* [Problem details] Only the lines that contain the string "where" belong in the answer; pull them from the records.

* [Recorded data]
//! Typed error kinds shared across the controller (§7 of the design doc).
//!
//! `SchemaError` and `RuleError` are recoverable per-entry: callers log and
//! move on to the next entry rather than aborting a batch. `TransportError`
//! crosses the RPC boundary; `ControllerError` is the orchestrator-facing
//! union used where a single `Result` type is convenient.

use std::fmt;

#[derive(Debug, thiserror::Error)]
pub enum SchemaError {
    #[error("unknown {kind:?} `{name}`")]
    Unknown { kind: EntityKind, name: String },

    #[error("value for field `{field}` does not fit in {bit_width} bits")]
    Encode { field: String, bit_width: u32 },

    #[error("match kind mismatch for field `{field}`: expected {expected:?}, got {actual:?}")]
    MatchKindMismatch {
        field: String,
        expected: MatchKind,
        actual: MatchKind,
    },

    #[error("priority is required for ternary/range field `{field}`")]
    MissingPriority { field: String },
}

#[derive(Debug, Clone, Copy, PartialEq, Eq)]
pub enum EntityKind {
    Table,
    MatchField,
    Action,
    ActionParam,
    Digest,
    Counter,
    Register,
}

impl fmt::Display for EntityKind {
    fn fmt(&self, f: &mut fmt::Formatter<'_>) -> fmt::Result {
        let s = match self {
            EntityKind::Table => "table",
            EntityKind::MatchField => "match field",
            EntityKind::Action => "action",
            EntityKind::ActionParam => "action param",
            EntityKind::Digest => "digest",
            EntityKind::Counter => "counter",
            EntityKind::Register => "register",
        };
        write!(f, "{s}")
    }
}

#[derive(Debug, Clone, Copy, PartialEq, Eq)]
pub enum MatchKind {
    Exact,
    Lpm,
    Ternary,
    Range,
}

#[derive(Debug, thiserror::Error)]
pub enum TransportError {
    #[error("connection to device failed: {0}")]
    Connect(String),
    #[error("RPC deadline exceeded")]
    Deadline,
    #[error("stream closed by peer")]
    Closed,
    #[error("I/O error: {0}")]
    Io(#[from] std::io::Error),
    #[error("codec error: {0}")]
    Codec(String),
}

/// Raised by [`crate::rules::RuleEngine`] upsert operations.
#[derive(Debug, thiserror::Error)]
pub enum RuleError {
    #[error(transparent)]
    Schema(#[from] SchemaError),
    #[error(transparent)]
    Transport(#[from] TransportError),
}

/// A topology link lacked a reverse port, or the spanning tree could not
/// reach a declared switch. Logged, never propagated.
#[derive(Debug, thiserror::Error)]
pub enum ConsistencyWarning {
    #[error("link {a}:{a_port} -> {b} has no matching reverse port on {b}")]
    MissingReversePort { a: String, a_port: u32, b: String },
    #[error("switch `{0}` is unreachable from the spanning-tree root")]
    UnreachableSwitch(String),
}

/// A digest referenced a tunnel id absent from the currently loaded plan.
/// The metric is still published; the reactive block step is skipped.
#[derive(Debug, thiserror::Error)]
#[error("tunnel id {0} not present in the loaded plan")]
pub struct PlanMismatch(pub u64);

/// Catch-all used at orchestrator call sites where a single `Result` type
/// is convenient; module-internal code uses the narrower types above.
#[derive(Debug, thiserror::Error)]
pub enum ControllerError {
    #[error(transparent)]
    Schema(#[from] SchemaError),
    #[error(transparent)]
    Transport(#[from] TransportError),
    #[error(transparent)]
    Rule(#[from] RuleError),
    #[error(transparent)]
    PlanMismatch(#[from] PlanMismatch),
    #[error("timed out waiting for the next inbound message")]
    Timeout,
}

* [Result of this exercise]
//! union used where a single `Result` type is convenient.
/// Catch-all used at orchestrator call sites where a single `Result` type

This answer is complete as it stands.